Top of Task material

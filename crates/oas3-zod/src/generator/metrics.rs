use strum::Display;

use crate::generator::ast::RouteFragment;

#[derive(Debug, Clone, PartialEq, Eq, Default)]
pub struct GenerationStats {
  pub definitions_generated: usize,
  pub lazy_definitions_generated: usize,
  pub operations_converted: usize,
  pub parameters_compiled: usize,
  pub responses_compiled: usize,
  pub cycles_detected: usize,
  pub cycle_details: Vec<Vec<String>>,
  pub warnings: Vec<GenerationWarning>,
  pub orphaned_schemas_count: usize,
}

impl GenerationStats {
  pub fn record_definition(&mut self, lazy: bool) {
    self.definitions_generated += 1;
    if lazy {
      self.lazy_definitions_generated += 1;
    }
  }

  pub fn record_route(&mut self, route: &RouteFragment) {
    self.operations_converted += 1;
    self.parameters_compiled += route.parameters.len();
    self.responses_compiled += route.responses.len();
  }

  pub fn record_routes(&mut self, routes: &[RouteFragment]) {
    for route in routes {
      self.record_route(route);
    }
  }

  pub fn record_cycle(&mut self, cycle: Vec<String>) {
    self.cycles_detected += 1;
    self.cycle_details.push(cycle);
  }

  pub fn record_cycles(&mut self, cycles: Vec<Vec<String>>) {
    for cycle in cycles {
      self.record_cycle(cycle);
    }
  }

  pub fn record_orphaned_schemas(&mut self, count: usize) {
    self.orphaned_schemas_count += count;
  }

  pub fn record_warnings(&mut self, warnings: impl IntoIterator<Item = GenerationWarning>) {
    self.warnings.extend(warnings);
  }
}

#[derive(Debug, Clone, PartialEq, Eq, Display)]
pub enum GenerationWarning {
  #[strum(to_string = "{location}: unresolvable reference '{reference}', using z.unknown()")]
  UnresolvableReference { location: String, reference: String },
  #[strum(to_string = "{location}: empty {keyword} composition, using z.unknown()")]
  EmptyComposition { location: String, keyword: String },
  #[strum(to_string = "[{operation_id}] request body content types [{content_types}] disagree, body omitted")]
  AmbiguousRequestBody {
    operation_id: String,
    content_types: String,
  },
  #[strum(to_string = "[{operation_id}] unresolved {kind} reference '{reference}', skipped")]
  UnresolvedComponent {
    operation_id: String,
    kind: String,
    reference: String,
  },
}

impl GenerationWarning {
  /// True when the warning means something was left out of the output rather
  /// than degraded to `z.unknown()`.
  pub fn is_skipped_item(&self) -> bool {
    matches!(
      self,
      Self::AmbiguousRequestBody { .. } | Self::UnresolvedComponent { .. }
    )
  }
}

Bottom of Task material

Directions for this task
Write all the entries out again exactly as they are.

Response for this exercise
filename crates/oas3-zod/src/generator/metrics.rs
use strum::Display;

use crate::generator::ast::RouteFragment;

#[derive(Debug, Clone, PartialEq, Eq, Default)]
pub struct GenerationStats {
  pub definitions_generated: usize,
  pub lazy_definitions_generated: usize,
  pub operations_converted: usize,
  pub parameters_compiled: usize,
  pub responses_compiled: usize,
  pub cycles_detected: usize,
  pub cycle_details: Vec<Vec<String>>,
  pub warnings: Vec<GenerationWarning>,
  pub orphaned_schemas_count: usize,
}

impl GenerationStats {
  pub fn record_definition(&mut self, lazy: bool) {
    self.definitions_generated += 1;
    if lazy {
      self.lazy_definitions_generated += 1;
    }
  }

  pub fn record_route(&mut self, route: &RouteFragment) {
    self.operations_converted += 1;
    self.parameters_compiled += route.parameters.len();
    self.responses_compiled += route.responses.len();
  }

  pub fn record_routes(&mut self, routes: &[RouteFragment]) {
    for route in routes {
      self.record_route(route);
    }
  }

  pub fn record_cycle(&mut self, cycle: Vec<String>) {
    self.cycles_detected += 1;
    self.cycle_details.push(cycle);
  }

  pub fn record_cycles(&mut self, cycles: Vec<Vec<String>>) {
    for cycle in cycles {
      self.record_cycle(cycle);
    }
  }

  pub fn record_orphaned_schemas(&mut self, count: usize) {
    self.orphaned_schemas_count += count;
  }

  pub fn record_warnings(&mut self, warnings: impl IntoIterator<Item = GenerationWarning>) {
    self.warnings.extend(warnings);
  }
}

#[derive(Debug, Clone, PartialEq, Eq, Display)]
pub enum GenerationWarning {
  #[strum(to_string = "{location}: unresolvable reference '{reference}', using z.unknown()")]
  UnresolvableReference { location: String, reference: String },
  #[strum(to_string = "{location}: empty {keyword} composition, using z.unknown()")]
  EmptyComposition { location: String, keyword: String },
  #[strum(to_string = "[{operation_id}] request body content types [{content_types}] disagree, body omitted")]
  AmbiguousRequestBody {
    operation_id: String,
    content_types: String,
  },
  #[strum(to_string = "[{operation_id}] unresolved {kind} reference '{reference}', skipped")]
  UnresolvedComponent {
    operation_id: String,
    kind: String,
    reference: String,
  },
}

impl GenerationWarning {
  /// True when the warning means something was left out of the output rather
  /// than degraded to `z.unknown()`.
  pub fn is_skipped_item(&self) -> bool {
    matches!(
      self,
      Self::AmbiguousRequestBody { .. } | Self::UnresolvedComponent { .. }
    )
  }
}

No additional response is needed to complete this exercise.